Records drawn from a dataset
**********
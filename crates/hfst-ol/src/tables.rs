// The index and transition tables, decoded into contiguous vectors.

use crate::FormatError;
use crate::format::TransducerHeader;
use crate::reader::{ByteReader, Section};
use crate::transition::{INDEX_RECORD_SIZE, Transition, TransitionIndex, Weight};

/// Both tables of a transducer, addressed by record position.
#[derive(Debug)]
pub struct AutomatonTables<W> {
    indices: Vec<TransitionIndex<W>>,
    transitions: Vec<Transition<W>>,
}

impl<W: Weight> AutomatonTables<W> {
    /// Read `index_table_size` index records followed by
    /// `transition_table_size` transition records.
    pub fn read(
        reader: &mut ByteReader<'_>,
        header: &TransducerHeader,
    ) -> Result<Self, FormatError> {
        reader.enter(Section::IndexTable);
        let index_count = header.index_table_size as usize;
        // Never trust the declared size for the allocation.
        let mut indices =
            Vec::with_capacity(index_count.min(reader.remaining() / INDEX_RECORD_SIZE));
        for _ in 0..index_count {
            indices.push(TransitionIndex::read(reader)?);
        }

        reader.enter(Section::TransitionTable);
        let transition_count = header.transition_table_size as usize;
        let record_size = W::TRANSITION_RECORD_SIZE;
        let mut transitions =
            Vec::with_capacity(transition_count.min(reader.remaining() / record_size));
        for _ in 0..transition_count {
            transitions.push(Transition::read(reader)?);
        }

        Ok(Self {
            indices,
            transitions,
        })
    }

    pub fn index_len(&self) -> usize {
        self.indices.len()
    }

    pub fn transition_len(&self) -> usize {
        self.transitions.len()
    }

    pub fn index_entry(&self, i: usize) -> Result<&TransitionIndex<W>, FormatError> {
        self.indices.get(i).ok_or(FormatError::IndexOutOfRange {
            table: Section::IndexTable,
            index: i,
            len: self.indices.len(),
        })
    }

    pub fn transition_entry(&self, i: usize) -> Result<&Transition<W>, FormatError> {
        self.transitions.get(i).ok_or(FormatError::IndexOutOfRange {
            table: Section::TransitionTable,
            index: i,
            len: self.transitions.len(),
        })
    }

    /// Transition record `i`, or `None` past the end of the table. Scans over
    /// a state's arcs stop there.
    #[inline]
    pub fn get_transition(&self, i: usize) -> Option<&Transition<W>> {
        self.transitions.get(i)
    }

    pub fn is_final_index(&self, i: usize) -> Result<bool, FormatError> {
        Ok(self.index_entry(i)?.is_final())
    }

    pub fn is_final_transition(&self, i: usize) -> Result<bool, FormatError> {
        Ok(self.transition_entry(i)?.is_final())
    }

    /// Final weight of the index-table state whose finality slot is `i`.
    pub fn final_weight_index(&self, i: usize) -> Result<Option<W>, FormatError> {
        Ok(self.index_entry(i)?.final_weight())
    }

    /// Final weight of the transition-table state whose marker record is `i`.
    pub fn final_weight_transition(&self, i: usize) -> Result<Option<W>, FormatError> {
        Ok(self.transition_entry(i)?.final_weight())
    }
}
//! Persisted ledger of applied migrations.
//!
//! # Responsibility
//! - Create the ledger table on demand.
//! - Load, insert and delete ledger rows.
//!
//! # Invariants
//! - Rows hold the exact up/down text that was applied; rollbacks read the
//!   down script from here, never from disk.
//! - The table name is always emitted as a quoted identifier.

use super::source::MigrationFile;
use crate::db::DbResult;
use rusqlite::{params, Connection, Row};

/// One applied migration as recorded in the ledger.
#[derive(Debug, Clone, PartialEq, Eq)]
pub struct MigrationRecord {
    pub id: i64,
    pub name: String,
    pub up: String,
    pub down: String,
}

impl From<&MigrationFile> for MigrationRecord {
    fn from(file: &MigrationFile) -> Self {
        Self {
            id: file.id,
            name: file.name.clone(),
            up: file.up.clone(),
            down: file.down.clone(),
        }
    }
}

/// Creates the ledger table when it does not exist yet.
pub fn ensure_ledger_table(conn: &Connection, table: &str) -> DbResult<()> {
    conn.execute_batch(&format!(
        "CREATE TABLE IF NOT EXISTS {} (
            id INTEGER PRIMARY KEY,
            name TEXT NOT NULL,
            up TEXT NOT NULL,
            down TEXT NOT NULL
        );",
        quote_identifier(table)
    ))?;
    Ok(())
}

/// Returns true when `table` is present in the schema.
pub fn ledger_table_exists(conn: &Connection, table: &str) -> DbResult<bool> {
    let exists: i64 = conn.query_row(
        "SELECT EXISTS(SELECT 1 FROM sqlite_master WHERE type = 'table' AND name = ?1);",
        [table],
        |row| row.get(0),
    )?;
    Ok(exists == 1)
}

/// Loads every ledger row, ascending by id.
pub fn load_records(conn: &Connection, table: &str) -> DbResult<Vec<MigrationRecord>> {
    let mut stmt = conn.prepare(&format!(
        "SELECT id, name, up, down FROM {} ORDER BY id ASC;",
        quote_identifier(table)
    ))?;
    let rows = stmt.query_map([], map_record_row)?;
    let mut records = Vec::new();
    for row in rows {
        records.push(row?);
    }
    Ok(records)
}

pub(crate) fn insert_record(conn: &Connection, table: &str, file: &MigrationFile) -> DbResult<()> {
    conn.execute(
        &format!(
            "INSERT INTO {} (id, name, up, down) VALUES (?1, ?2, ?3, ?4);",
            quote_identifier(table)
        ),
        params![file.id, file.name, file.up, file.down],
    )?;
    Ok(())
}

pub(crate) fn delete_record(conn: &Connection, table: &str, id: i64) -> DbResult<()> {
    conn.execute(
        &format!("DELETE FROM {} WHERE id = ?1;", quote_identifier(table)),
        [id],
    )?;
    Ok(())
}

fn map_record_row(row: &Row<'_>) -> rusqlite::Result<MigrationRecord> {
    Ok(MigrationRecord {
        id: row.get(0)?,
        name: row.get(1)?,
        up: row.get(2)?,
        down: row.get(3)?,
    })
}

pub(crate) fn quote_identifier(name: &str) -> String {
    format!("\"{}\"", name.replace('"', "\"\""))
}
**********
# WORK ORDER:
Without leaving anything out, repeat every entry shown above.

# THE ANSWER:
filename crates/hfst-ol/src/tables.rs
// The index and transition tables, decoded into contiguous vectors.

use crate::FormatError;
use crate::format::TransducerHeader;
use crate::reader::{ByteReader, Section};
use crate::transition::{INDEX_RECORD_SIZE, Transition, TransitionIndex, Weight};

/// Both tables of a transducer, addressed by record position.
#[derive(Debug)]
pub struct AutomatonTables<W> {
    indices: Vec<TransitionIndex<W>>,
    transitions: Vec<Transition<W>>,
}

impl<W: Weight> AutomatonTables<W> {
    /// Read `index_table_size` index records followed by
    /// `transition_table_size` transition records.
    pub fn read(
        reader: &mut ByteReader<'_>,
        header: &TransducerHeader,
    ) -> Result<Self, FormatError> {
        reader.enter(Section::IndexTable);
        let index_count = header.index_table_size as usize;
        // Never trust the declared size for the allocation.
        let mut indices =
            Vec::with_capacity(index_count.min(reader.remaining() / INDEX_RECORD_SIZE));
        for _ in 0..index_count {
            indices.push(TransitionIndex::read(reader)?);
        }

        reader.enter(Section::TransitionTable);
        let transition_count = header.transition_table_size as usize;
        let record_size = W::TRANSITION_RECORD_SIZE;
        let mut transitions =
            Vec::with_capacity(transition_count.min(reader.remaining() / record_size));
        for _ in 0..transition_count {
            transitions.push(Transition::read(reader)?);
        }

        Ok(Self {
            indices,
            transitions,
        })
    }

    pub fn index_len(&self) -> usize {
        self.indices.len()
    }

    pub fn transition_len(&self) -> usize {
        self.transitions.len()
    }

    pub fn index_entry(&self, i: usize) -> Result<&TransitionIndex<W>, FormatError> {
        self.indices.get(i).ok_or(FormatError::IndexOutOfRange {
            table: Section::IndexTable,
            index: i,
            len: self.indices.len(),
        })
    }

    pub fn transition_entry(&self, i: usize) -> Result<&Transition<W>, FormatError> {
        self.transitions.get(i).ok_or(FormatError::IndexOutOfRange {
            table: Section::TransitionTable,
            index: i,
            len: self.transitions.len(),
        })
    }

    /// Transition record `i`, or `None` past the end of the table. Scans over
    /// a state's arcs stop there.
    #[inline]
    pub fn get_transition(&self, i: usize) -> Option<&Transition<W>> {
        self.transitions.get(i)
    }

    pub fn is_final_index(&self, i: usize) -> Result<bool, FormatError> {
        Ok(self.index_entry(i)?.is_final())
    }

    pub fn is_final_transition(&self, i: usize) -> Result<bool, FormatError> {
        Ok(self.transition_entry(i)?.is_final())
    }

    /// Final weight of the index-table state whose finality slot is `i`.
    pub fn final_weight_index(&self, i: usize) -> Result<Option<W>, FormatError> {
        Ok(self.index_entry(i)?.final_weight())
    }

    /// Final weight of the transition-table state whose marker record is `i`.
    pub fn final_weight_transition(&self, i: usize) -> Result<Option<W>, FormatError> {
        Ok(self.transition_entry(i)?.final_weight())
    }
}
//! Persisted ledger of applied migrations.
//!
//! # Responsibility
//! - Create the ledger table on demand.
//! - Load, insert and delete ledger rows.
//!
//! # Invariants
//! - Rows hold the exact up/down text that was applied; rollbacks read the
//!   down script from here, never from disk.
//! - The table name is always emitted as a quoted identifier.

use super::source::MigrationFile;
use crate::db::DbResult;
use rusqlite::{params, Connection, Row};

/// One applied migration as recorded in the ledger.
#[derive(Debug, Clone, PartialEq, Eq)]
pub struct MigrationRecord {
    pub id: i64,
    pub name: String,
    pub up: String,
    pub down: String,
}

impl From<&MigrationFile> for MigrationRecord {
    fn from(file: &MigrationFile) -> Self {
        Self {
            id: file.id,
            name: file.name.clone(),
            up: file.up.clone(),
            down: file.down.clone(),
        }
    }
}

/// Creates the ledger table when it does not exist yet.
pub fn ensure_ledger_table(conn: &Connection, table: &str) -> DbResult<()> {
    conn.execute_batch(&format!(
        "CREATE TABLE IF NOT EXISTS {} (
            id INTEGER PRIMARY KEY,
            name TEXT NOT NULL,
            up TEXT NOT NULL,
            down TEXT NOT NULL
        );",
        quote_identifier(table)
    ))?;
    Ok(())
}

/// Returns true when `table` is present in the schema.
pub fn ledger_table_exists(conn: &Connection, table: &str) -> DbResult<bool> {
    let exists: i64 = conn.query_row(
        "SELECT EXISTS(SELECT 1 FROM sqlite_master WHERE type = 'table' AND name = ?1);",
        [table],
        |row| row.get(0),
    )?;
    Ok(exists == 1)
}

/// Loads every ledger row, ascending by id.
pub fn load_records(conn: &Connection, table: &str) -> DbResult<Vec<MigrationRecord>> {
    let mut stmt = conn.prepare(&format!(
        "SELECT id, name, up, down FROM {} ORDER BY id ASC;",
        quote_identifier(table)
    ))?;
    let rows = stmt.query_map([], map_record_row)?;
    let mut records = Vec::new();
    for row in rows {
        records.push(row?);
    }
    Ok(records)
}

pub(crate) fn insert_record(conn: &Connection, table: &str, file: &MigrationFile) -> DbResult<()> {
    conn.execute(
        &format!(
            "INSERT INTO {} (id, name, up, down) VALUES (?1, ?2, ?3, ?4);",
            quote_identifier(table)
        ),
        params![file.id, file.name, file.up, file.down],
    )?;
    Ok(())
}

pub(crate) fn delete_record(conn: &Connection, table: &str, id: i64) -> DbResult<()> {
    conn.execute(
        &format!("DELETE FROM {} WHERE id = ?1;", quote_identifier(table)),
        [id],
    )?;
    Ok(())
}

fn map_record_row(row: &Row<'_>) -> rusqlite::Result<MigrationRecord> {
    Ok(MigrationRecord {
        id: row.get(0)?,
        name: row.get(1)?,
        up: row.get(2)?,
        down: row.get(3)?,
    })
}

pub(crate) fn quote_identifier(name: &str) -> String {
    format!("\"{}\"", name.replace('"', "\"\""))
}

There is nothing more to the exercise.